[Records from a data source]
=== Section Start ===
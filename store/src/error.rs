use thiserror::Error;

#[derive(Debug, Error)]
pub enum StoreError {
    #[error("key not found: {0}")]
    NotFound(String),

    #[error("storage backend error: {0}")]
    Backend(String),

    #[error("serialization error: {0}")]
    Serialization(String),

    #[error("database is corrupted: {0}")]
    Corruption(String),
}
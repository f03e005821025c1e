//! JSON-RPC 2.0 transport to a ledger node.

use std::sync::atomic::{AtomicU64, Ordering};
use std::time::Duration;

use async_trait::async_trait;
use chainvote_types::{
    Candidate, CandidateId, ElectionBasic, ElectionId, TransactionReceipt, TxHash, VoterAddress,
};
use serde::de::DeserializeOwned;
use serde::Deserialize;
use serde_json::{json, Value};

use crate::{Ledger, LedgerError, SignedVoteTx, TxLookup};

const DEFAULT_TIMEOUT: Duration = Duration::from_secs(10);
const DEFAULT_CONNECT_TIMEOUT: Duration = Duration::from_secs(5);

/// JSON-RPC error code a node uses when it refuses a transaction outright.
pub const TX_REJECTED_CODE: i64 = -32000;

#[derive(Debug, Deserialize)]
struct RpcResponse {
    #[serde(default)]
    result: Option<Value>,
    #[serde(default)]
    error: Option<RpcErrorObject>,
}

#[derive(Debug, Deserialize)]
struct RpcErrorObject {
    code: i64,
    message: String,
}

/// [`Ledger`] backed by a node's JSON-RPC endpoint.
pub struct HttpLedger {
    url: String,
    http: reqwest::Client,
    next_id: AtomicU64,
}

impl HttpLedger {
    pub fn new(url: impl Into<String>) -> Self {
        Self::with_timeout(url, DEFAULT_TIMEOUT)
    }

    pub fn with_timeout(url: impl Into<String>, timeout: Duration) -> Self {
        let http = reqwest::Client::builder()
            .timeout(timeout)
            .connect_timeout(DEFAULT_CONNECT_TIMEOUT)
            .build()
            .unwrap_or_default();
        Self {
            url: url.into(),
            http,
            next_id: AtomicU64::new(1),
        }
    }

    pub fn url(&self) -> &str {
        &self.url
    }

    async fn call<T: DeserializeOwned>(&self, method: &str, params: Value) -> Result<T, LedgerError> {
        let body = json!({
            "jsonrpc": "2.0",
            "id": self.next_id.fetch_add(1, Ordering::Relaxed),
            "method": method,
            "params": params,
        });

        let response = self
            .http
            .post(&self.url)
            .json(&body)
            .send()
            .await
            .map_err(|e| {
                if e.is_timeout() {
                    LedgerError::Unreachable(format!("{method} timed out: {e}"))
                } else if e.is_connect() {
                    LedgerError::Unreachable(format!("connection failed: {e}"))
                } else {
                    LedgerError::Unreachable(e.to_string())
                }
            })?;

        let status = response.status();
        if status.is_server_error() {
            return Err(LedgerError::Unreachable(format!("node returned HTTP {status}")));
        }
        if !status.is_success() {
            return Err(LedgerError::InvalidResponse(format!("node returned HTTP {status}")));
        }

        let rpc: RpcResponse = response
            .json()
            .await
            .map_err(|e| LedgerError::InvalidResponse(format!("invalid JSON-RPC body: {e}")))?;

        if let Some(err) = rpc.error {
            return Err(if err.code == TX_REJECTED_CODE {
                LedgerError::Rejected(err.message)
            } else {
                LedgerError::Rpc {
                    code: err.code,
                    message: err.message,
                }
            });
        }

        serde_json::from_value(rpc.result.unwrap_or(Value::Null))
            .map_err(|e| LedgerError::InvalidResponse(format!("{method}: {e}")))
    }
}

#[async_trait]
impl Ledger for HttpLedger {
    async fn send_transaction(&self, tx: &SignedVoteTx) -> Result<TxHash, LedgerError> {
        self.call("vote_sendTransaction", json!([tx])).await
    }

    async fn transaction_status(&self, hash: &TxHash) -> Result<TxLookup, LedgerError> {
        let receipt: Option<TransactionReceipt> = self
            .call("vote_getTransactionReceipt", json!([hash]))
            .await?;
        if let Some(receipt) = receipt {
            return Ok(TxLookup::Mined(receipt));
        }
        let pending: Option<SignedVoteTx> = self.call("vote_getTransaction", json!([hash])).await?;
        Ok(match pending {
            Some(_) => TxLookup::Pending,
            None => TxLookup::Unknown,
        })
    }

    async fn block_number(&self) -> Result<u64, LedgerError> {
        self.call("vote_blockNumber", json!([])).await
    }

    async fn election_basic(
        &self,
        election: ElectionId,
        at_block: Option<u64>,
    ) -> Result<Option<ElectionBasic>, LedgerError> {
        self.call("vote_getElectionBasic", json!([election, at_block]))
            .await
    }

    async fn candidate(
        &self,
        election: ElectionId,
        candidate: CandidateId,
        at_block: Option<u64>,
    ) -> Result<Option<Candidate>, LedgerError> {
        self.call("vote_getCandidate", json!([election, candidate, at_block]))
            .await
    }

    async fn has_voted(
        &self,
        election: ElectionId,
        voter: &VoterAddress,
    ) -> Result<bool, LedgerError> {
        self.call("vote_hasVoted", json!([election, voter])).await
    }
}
=== Section End ===
Prompt: For each line above that includes the word "TxHash", make a copy of that line.

Task answer:
    Candidate, CandidateId, ElectionBasic, ElectionId, TransactionReceipt, TxHash, VoterAddress,
    async fn send_transaction(&self, tx: &SignedVoteTx) -> Result<TxHash, LedgerError> {
    async fn transaction_status(&self, hash: &TxHash) -> Result<TxLookup, LedgerError> {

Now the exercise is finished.